俺は身体をひねりながら二匹目を斬り払う。
その勢いのまま三匹目へ。
《朧》が風を裂く。
「ガァッ!」
背後から飛び掛かってきた一匹。
俺は振り向きもせず逆手に持ち替えた刃で受け流した。
勢いを失ったウルフは地面を転がる。
最後の一匹が逃げ出そうとした。
「逃がさない」
地面を蹴る。
一瞬で追いつき横薙ぎに一閃。
五匹のウルフをすべて討伐した。
静けさが戻る。
「ふぅ……」
刀を軽く振って納刀する。
畑を見る。
柵は少し傷付いていたが大きな被害はない。
「これなら大丈夫かな」
俺は小さく頷き集落への道を歩き出した。
◇
東の畑の見回りを終え、俺は集落へ戻ってきた。
「ただいま」
畑を荒らしていたウルフの群れは無事に討伐した。
被害もほとんどなく、これなら農作業にも支障は出ないだろう。
「セリアさん!」
集落の入り口へ近づいたところで、大きな声が聞こえてきた。
「聞いてるんですか!?」
「聞いてるよ~」
「絶対聞いてませんよね!?」
どうやら今日も平和らしい。
苦笑しながら、俺は声のする方へ向かう。
そこにいたのは、予想どおりの二人だった。
木箱に腰掛けてぼんやりと空を見上げるセリア。
その隣で頭を抱えるシズク。
「あ、ガウ」
セリアがひらひらと手を振る。
一方のシズクは、助けを求めるような視線を向けてきた。
「聞いてください、ガウ」
「どうした?」
「セリアが見張り中なのに、ずっと空ばかり見てるんです!」
「だって今日は雲の形が面白いんだもん」
「それは見張りとは言いません!」
「ちゃんと見てるよ?」
「どこをですか!」
「空」
「空じゃなくて周囲を見てください!」
セリアは不思議そうに首を傾げた。
「でも、空も周囲の一部じゃない?」
「違います!」
即答だった。
「ガウはどう思いますか?」
急に話を振られる。
「私に聞く?」
「うん」
「まあ……見張りではないかな」
「ほら!」
シズクが勝ち誇ったような表情を浮かべる。
セリアは分かりやすく肩を落とした。
「味方がいなくなった……」
絶対に演技だ。
「そもそもですね」
シズクは真面目な表情で続ける。
「見張りは集落の安全を守る大切な仕事なんです」
「分かってるよ~」
「本当に分かってますか?」
「分かってるってば~~」
「なら、どうしてさっき『あの雲、お肉に見える』なんて言ってたんですか!」
「お腹空いてたからかな~」
「理由になってません!」
思わず吹き出しそうになる。
「ちなみにシズクは何に見えたの?」
「え?」
「雲」
「私は別に見てません」
「『あっちは盾みたいですね』って言ってたのに~?」
「言ってません!」
「『こっちは剣ですね』って~」
「言ってませんってば!」
耳まで真っ赤になるシズク。
どうやら図星らしい。
「……二人とも仲良いね」
「良くありません!」
「仲良しだよ~」
「違います!」
見事なくらい息が合っていた。
「ガウもそう思う~?」
「まあ、傍から見ればそう見えるかな」
「ほら~」
「ほら~、じゃありません!」
シズクがじたばたと抗議する。
セリアはそんな様子を見て、楽しそうに笑っていた。
正反対の二人。
だからこそ、不思議と息が合うのかもしれない。
「そういえば、ガウ」
「ん?」
「ウルフはどうだった~?」
「もう大丈夫。
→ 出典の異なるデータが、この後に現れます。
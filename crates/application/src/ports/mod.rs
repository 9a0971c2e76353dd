//! Port definitions for application layer
//!
//! Ports are interfaces that define how the application interacts with
//! external systems. Adapters in the infrastructure layer implement these ports.

mod mail_port;
mod submission_store_port;

#[cfg(test)]
pub use mail_port::MockMailPort;
pub use mail_port::{MailError, MailPort, MessageId, OutgoingMail};
#[cfg(test)]
pub use submission_store_port::MockSubmissionStorePort;
pub use submission_store_port::{
    RecordId, SUBMISSIONS_TABLE, StorageError, StorageRecord, StoredSubmission,
    SubmissionStorePort,
};
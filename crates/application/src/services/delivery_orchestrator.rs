//! Delivery orchestrator
//!
//! Brings a validated submission to a terminal [`DeliveryOutcome`] through two
//! independent channels:
//!
//! 1. **Storage**: one insert into the submissions table.
//! 2. **Email**: a notification through the primary transport. A transient
//!    failure is retried exactly once, through the alternate transport when one
//!    is registered. Without an alternate the one retry goes back through the
//!    primary, so a single-transport deployment still gets its second attempt.
//!    If every send fails, a single best-effort alert goes to the operator.
//!
//! Both channels run concurrently and are always both awaited. A valid
//! submission never ends in a hard failure: losing a channel yields
//! `Degraded`.

use std::{fmt, sync::Arc, time::Duration};

use chrono::{DateTime, Utc};
use domain::{
    DeliveryAttempt, DeliveryChannel, DeliveryOutcome, DeliveryReport, RequestId, Submission,
    SubmissionStatus,
};
use tokio::time::timeout;
use tracing::{debug, error, info, instrument, warn};

use crate::{
    ports::{
        MailError, MailPort, MessageId, OutgoingMail, SUBMISSIONS_TABLE, StorageRecord,
        SubmissionStorePort,
    },
    services::message_composer::MessageComposer,
};

/// Default per-send timeout in seconds
pub const DEFAULT_SEND_TIMEOUT_SECS: u64 = 15;

/// Upper bound on notification sends for one submission
pub const MAX_NOTIFICATION_SENDS: u8 = 2;

/// Row written for a submission
pub fn submission_record(
    submission: &Submission,
    request_id: RequestId,
    received_at: DateTime<Utc>,
) -> StorageRecord {
    let consultation = submission.consultation();

    StorageRecord::new(SUBMISSIONS_TABLE)
        .with("request_id", request_id.to_string())
        .with("kind", submission.kind().as_str())
        .with("name", submission.name())
        .with("email", submission.email().as_str())
        .with_opt("phone", submission.phone())
        .with("subject", submission.record_subject())
        .with("message", submission.body())
        .with_opt("company", consultation.and_then(|c| c.company.as_deref()))
        .with_opt(
            "project_type",
            consultation.and_then(|c| c.project_type.as_deref()),
        )
        .with_opt("budget", consultation.and_then(|c| c.budget.as_deref()))
        .with_opt("timeline", consultation.and_then(|c| c.timeline.as_deref()))
        .with("created_at", received_at.to_rfc3339())
        .with("status", SubmissionStatus::Unread.as_str())
}

/// Runs the storage and notification channels for each submission
pub struct DeliveryOrchestrator {
    store: Arc<dyn SubmissionStorePort>,
    primary: Arc<dyn MailPort>,
    alternate: Option<Arc<dyn MailPort>>,
    composer: MessageComposer,
    send_timeout: Duration,
}

impl fmt::Debug for DeliveryOrchestrator {
    fn fmt(&self, f: &mut fmt::Formatter<'_>) -> fmt::Result {
        f.debug_struct("DeliveryOrchestrator")
            .field("has_alternate", &self.alternate.is_some())
            .field("composer", &self.composer)
            .field("send_timeout", &self.send_timeout)
            .finish_non_exhaustive()
    }
}

impl DeliveryOrchestrator {
    /// Create an orchestrator with a primary transport only
    pub fn new(
        store: Arc<dyn SubmissionStorePort>,
        primary: Arc<dyn MailPort>,
        composer: MessageComposer,
    ) -> Self {
        Self {
            store,
            primary,
            alternate: None,
            composer,
            send_timeout: Duration::from_secs(DEFAULT_SEND_TIMEOUT_SECS),
        }
    }

    /// Register the transport used for the transient-failure retry
    #[must_use]
    pub fn with_alternate(mut self, alternate: Arc<dyn MailPort>) -> Self {
        self.alternate = Some(alternate);
        self
    }

    /// Bound each notification send
    #[must_use]
    pub const fn with_send_timeout(mut self, send_timeout: Duration) -> Self {
        self.send_timeout = send_timeout;
        self
    }

    /// Primary transport, for readiness checks
    pub fn primary(&self) -> Arc<dyn MailPort> {
        Arc::clone(&self.primary)
    }

    /// Deliver a submission and return its outcome
    pub async fn deliver(&self, submission: Submission) -> DeliveryOutcome {
        self.process(submission, RequestId::new()).await.outcome
    }

    /// Deliver a submission and return the full report
    #[instrument(
        skip(self, submission, request_id),
        fields(request_id = %request_id, kind = %submission.kind())
    )]
    pub async fn process(&self, submission: Submission, request_id: RequestId) -> DeliveryReport {
        let received_at = Utc::now();

        let (storage, email) = tokio::join!(
            self.store_record(&submission, request_id, received_at),
            self.notify(&submission, request_id, received_at),
        );

        let outcome = DeliveryOutcome::from_channels(storage.is_success(), email.is_success());
        let kind = submission.kind();

        match &outcome {
            DeliveryOutcome::Delivered => {
                info!(%request_id, %kind, outcome = outcome.label(), "Submission delivered");
            },
            DeliveryOutcome::Degraded(reason) => {
                warn!(%request_id, %kind, %reason, "Submission delivery degraded");
            },
            DeliveryOutcome::Rejected(_) => {},
        }

        DeliveryReport {
            request_id,
            kind,
            outcome,
            attempts: vec![storage, email],
        }
    }

    async fn store_record(
        &self,
        submission: &Submission,
        request_id: RequestId,
        received_at: DateTime<Utc>,
    ) -> DeliveryAttempt {
        let started_at = Utc::now();
        let record = submission_record(submission, request_id, received_at);

        let attempt = match self.store.insert(&record).await {
            Ok(id) => {
                DeliveryAttempt::succeeded(DeliveryChannel::Storage, started_at, id.to_string(), 1)
            },
            Err(e) => {
                error!(error = %e, transient = e.is_transient(), "Failed to store submission");
                DeliveryAttempt::failed(DeliveryChannel::Storage, started_at, e.to_string(), 1)
            },
        };
        log_attempt(&attempt);
        attempt
    }

    async fn notify(
        &self,
        submission: &Submission,
        request_id: RequestId,
        received_at: DateTime<Utc>,
    ) -> DeliveryAttempt {
        let started_at = Utc::now();
        let mail = self.composer.compose(submission, request_id, received_at);
        let mut failures = Vec::new();

        let first = match self.send_via(&*self.primary, &mail).await {
            Ok(id) => {
                let attempt = DeliveryAttempt::succeeded(
                    DeliveryChannel::Email,
                    started_at,
                    id.to_string(),
                    1,
                );
                log_attempt(&attempt);
                return attempt;
            },
            Err(e) => e,
        };
        warn!(transport = %self.primary.name(), error = %first, "Notification send failed");
        failures.push(format!("{}: {first}", self.primary.name()));

        if first.is_transient() {
            let retry = self.alternate.as_ref().unwrap_or(&self.primary);
            debug!(transport = %retry.name(), "Retrying notification");

            match self.send_via(&**retry, &mail).await {
                Ok(id) => {
                    let attempt = DeliveryAttempt::succeeded(
                        DeliveryChannel::Email,
                        started_at,
                        id.to_string(),
                        MAX_NOTIFICATION_SENDS,
                    );
                    log_attempt(&attempt);
                    return attempt;
                },
                Err(e) => {
                    warn!(transport = %retry.name(), error = %e, "Notification retry failed");
                    failures.push(format!("{}: {e}", retry.name()));
                },
            }
        }

        self.alert_operator(submission, request_id, &failures).await;

        let tries = if failures.len() > 1 {
            MAX_NOTIFICATION_SENDS
        } else {
            1
        };
        let attempt =
            DeliveryAttempt::failed(DeliveryChannel::Email, started_at, failures.join("; "), tries);
        log_attempt(&attempt);
        attempt
    }

    /// One bounded send; elapsing the timeout counts as transient
    async fn send_via(
        &self,
        transport: &dyn MailPort,
        mail: &OutgoingMail,
    ) -> Result<MessageId, MailError> {
        timeout(self.send_timeout, transport.send(mail))
            .await
            .unwrap_or_else(|_| {
                Err(MailError::Transient(format!(
                    "send timed out after {}ms",
                    self.send_timeout.as_millis()
                )))
            })
    }

    /// Best-effort operator alert; failures are logged and swallowed
    async fn alert_operator(
        &self,
        submission: &Submission,
        request_id: RequestId,
        failures: &[String],
    ) {
        let Some(alert) = self.composer.compose_alert(submission, request_id, failures) else {
            debug!("No operator address configured, skipping failure alert");
            return;
        };

        let transport = self.alternate.as_ref().unwrap_or(&self.primary);
        match self.send_via(&**transport, &alert).await {
            Ok(id) => info!(message_id = %id, "Operator failure alert sent"),
            Err(e) => error!(error = %e, "Operator failure alert could not be sent"),
        }
    }
}

fn log_attempt(attempt: &DeliveryAttempt) {
    match &attempt.outcome {
        domain::AttemptOutcome::Success { reference } => info!(
            channel = %attempt.channel,
            tries = attempt.tries,
            reference = %reference,
            "Delivery attempt succeeded"
        ),
        domain::AttemptOutcome::Failure { reason } => warn!(
            channel = %attempt.channel,
            tries = attempt.tries,
            reason = %reason,
            "Delivery attempt failed"
        ),
    }
}
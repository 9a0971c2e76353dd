//! Application services - Use case implementations

pub mod delivery_orchestrator;
mod health_service;
pub mod message_composer;
mod submission_service;

pub use delivery_orchestrator::{
    DEFAULT_SEND_TIMEOUT_SECS, DeliveryOrchestrator, MAX_NOTIFICATION_SENDS, submission_record,
};
pub use health_service::{HealthService, ReadinessReport, ServiceHealth};
pub use message_composer::{MessageComposer, NotificationSettings, escape_html};
pub use submission_service::SubmissionService;
use async_trait::async_trait;
use chrono::{DateTime, Utc};
use tracing::{debug, warn};

use super::error::AccessError;
use super::policy::RoutePolicy;
use crate::auth::{Principal, TokenCodec};
use crate::database::models::Organization;
use crate::services::OrganizationRegistry;
use crate::tenant::{RequestSignals, TenantContext};

/// What a stage tells the pipeline to do next.
#[derive(Debug, Clone, Copy, PartialEq, Eq)]
pub enum StageFlow {
    Continue,
    /// Admit now and skip the remaining stages.
    Admit,
    /// CORS pre-flight; no authorization at all.
    Preflight,
}

/// One step of the authorization decision. Stages run in registration order
/// and the first error wins.
#[async_trait]
pub trait Stage: Send + Sync {
    fn name(&self) -> &'static str;

    async fn execute(&self, ctx: &mut AuthzContext<'_>) -> Result<StageFlow, AccessError>;
}

pub type StageBox = Box<dyn Stage>;

/// Identifies the token a request was admitted with.
#[derive(Debug, Clone, PartialEq, Eq)]
pub struct TokenRef {
    pub jti: String,
    pub expires_at: i64,
}

/// Result of a successful authorization.
#[derive(Debug, Clone, PartialEq, Eq)]
pub struct Decision {
    pub principal: Option<Principal>,
    pub resolved_organization_id: Option<String>,
    pub is_super_admin_bypass: bool,
    pub token: Option<TokenRef>,
}

impl Decision {
    pub fn is_super_admin(&self) -> bool {
        self.principal.as_ref().map_or(false, Principal::is_super_admin)
    }
}

#[derive(Debug, Clone, PartialEq, Eq)]
pub enum Outcome {
    Preflight,
    Admitted(Decision),
}

/// Mutable per-request state threaded through the stages.
pub struct AuthzContext<'a> {
    pub signals: &'a RequestSignals,
    pub bearer: Option<&'a str>,
    pub policy: &'a RoutePolicy,
    pub codec: &'a TokenCodec,
    pub now: DateTime<Utc>,
    pub principal: Option<Principal>,
    pub token: Option<TokenRef>,
    pub tenant: Option<TenantContext>,
    registry: &'a OrganizationRegistry,
    organization: Option<Option<Organization>>,
}

impl<'a> AuthzContext<'a> {
    pub fn new(
        signals: &'a RequestSignals,
        bearer: Option<&'a str>,
        policy: &'a RoutePolicy,
        codec: &'a TokenCodec,
        registry: &'a OrganizationRegistry,
    ) -> Self {
        Self {
            signals,
            bearer,
            policy,
            codec,
            now: Utc::now(),
            principal: None,
            token: None,
            tenant: None,
            registry,
            organization: None,
        }
    }

    pub fn resolved_organization_id(&self) -> Option<&str> {
        self.tenant
            .as_ref()
            .and_then(|t| t.resolved_organization_id.as_deref())
    }

    /// Loads the resolved organization on first use and reuses it for the
    /// rest of this request.
    pub async fn organization(&mut self) -> Result<Option<&Organization>, AccessError> {
        if self.organization.is_none() {
            let loaded = match self.resolved_organization_id().map(str::to_string) {
                Some(id) => self.registry.load(&id).await?,
                None => None,
            };
            self.organization = Some(loaded);
        }
        Ok(self.organization.as_ref().and_then(Option::as_ref))
    }

    pub fn decision(&self) -> Decision {
        let tenant = self.tenant.clone().unwrap_or(TenantContext {
            resolved_organization_id: None,
            is_super_admin_bypass: false,
        });
        Decision {
            principal: self.principal.clone(),
            resolved_organization_id: tenant.resolved_organization_id,
            is_super_admin_bypass: tenant.is_super_admin_bypass,
            token: self.token.clone(),
        }
    }
}

/// Ordered authorization stages.
pub struct AuthzPipeline {
    stages: Vec<StageBox>,
}

impl AuthzPipeline {
    pub fn new() -> Self {
        Self { stages: Vec::new() }
    }

    pub fn register(&mut self, stage: StageBox) {
        debug!("Registered authorization stage '{}'", stage.name());
        self.stages.push(stage);
    }

    pub fn stage_names(&self) -> Vec<&'static str> {
        self.stages.iter().map(|s| s.name()).collect()
    }

    pub async fn evaluate(&self, ctx: &mut AuthzContext<'_>) -> Result<Outcome, AccessError> {
        for stage in &self.stages {
            match stage.execute(ctx).await {
                Ok(StageFlow::Continue) => continue,
                Ok(StageFlow::Preflight) => {
                    debug!("Pre-flight request, authorization skipped");
                    return Ok(Outcome::Preflight);
                }
                Ok(StageFlow::Admit) => {
                    debug!("Admitted at stage '{}'", stage.name());
                    return Ok(Outcome::Admitted(ctx.decision()));
                }
                Err(err) => {
                    warn!("Denied at stage '{}': {}", stage.name(), err);
                    return Err(err);
                }
            }
        }
        Ok(Outcome::Admitted(ctx.decision()))
    }
}

impl Default for AuthzPipeline {
    fn default() -> Self {
        Self::new()
    }
}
しばらくは近づいてこないと思う」
「怪我は~?」
「ないよ」
「ならよかった~」
セリアが安心したように頷く。
隣のシズクも、ほっと胸をなで下ろした。
「無茶はしないでくださいね」
「分かってる」
「ガウ、たまに無茶しますから」
「否定できないかも」
「ですよね」
シズクが小さくため息をつく。
「ガウは昔からそういうところあるよね~」
「昔って、そんな長い付き合いじゃないでしょ」
「もう二年だよ~?」
そう言われて、俺は少しだけ空を見上げた。
「私は報告してくるよ」
「あ、じゃあ私も行く~」
セリアが立ち上がる。
「セリアは見張りです!」
「え~」
「え~、じゃありません!」
また始まった。
思わず笑みがこぼれる。
今日も《王虎の牙》は平和だった。
笑い声が絶えない、この小さな集落は。
少なくとも――
シズクの苦労がなくなる日は、まだまだ来そうになかった。
ここまで読んでいただきありがとうございました!
今回はセリアとシズクを中心に、王虎の牙の日常を描いてみました。
次回も引き続き日常回となりますが、少しずつ新しい仲間や出来事も増えていきます。
楽しみにしていただけると嬉しいです。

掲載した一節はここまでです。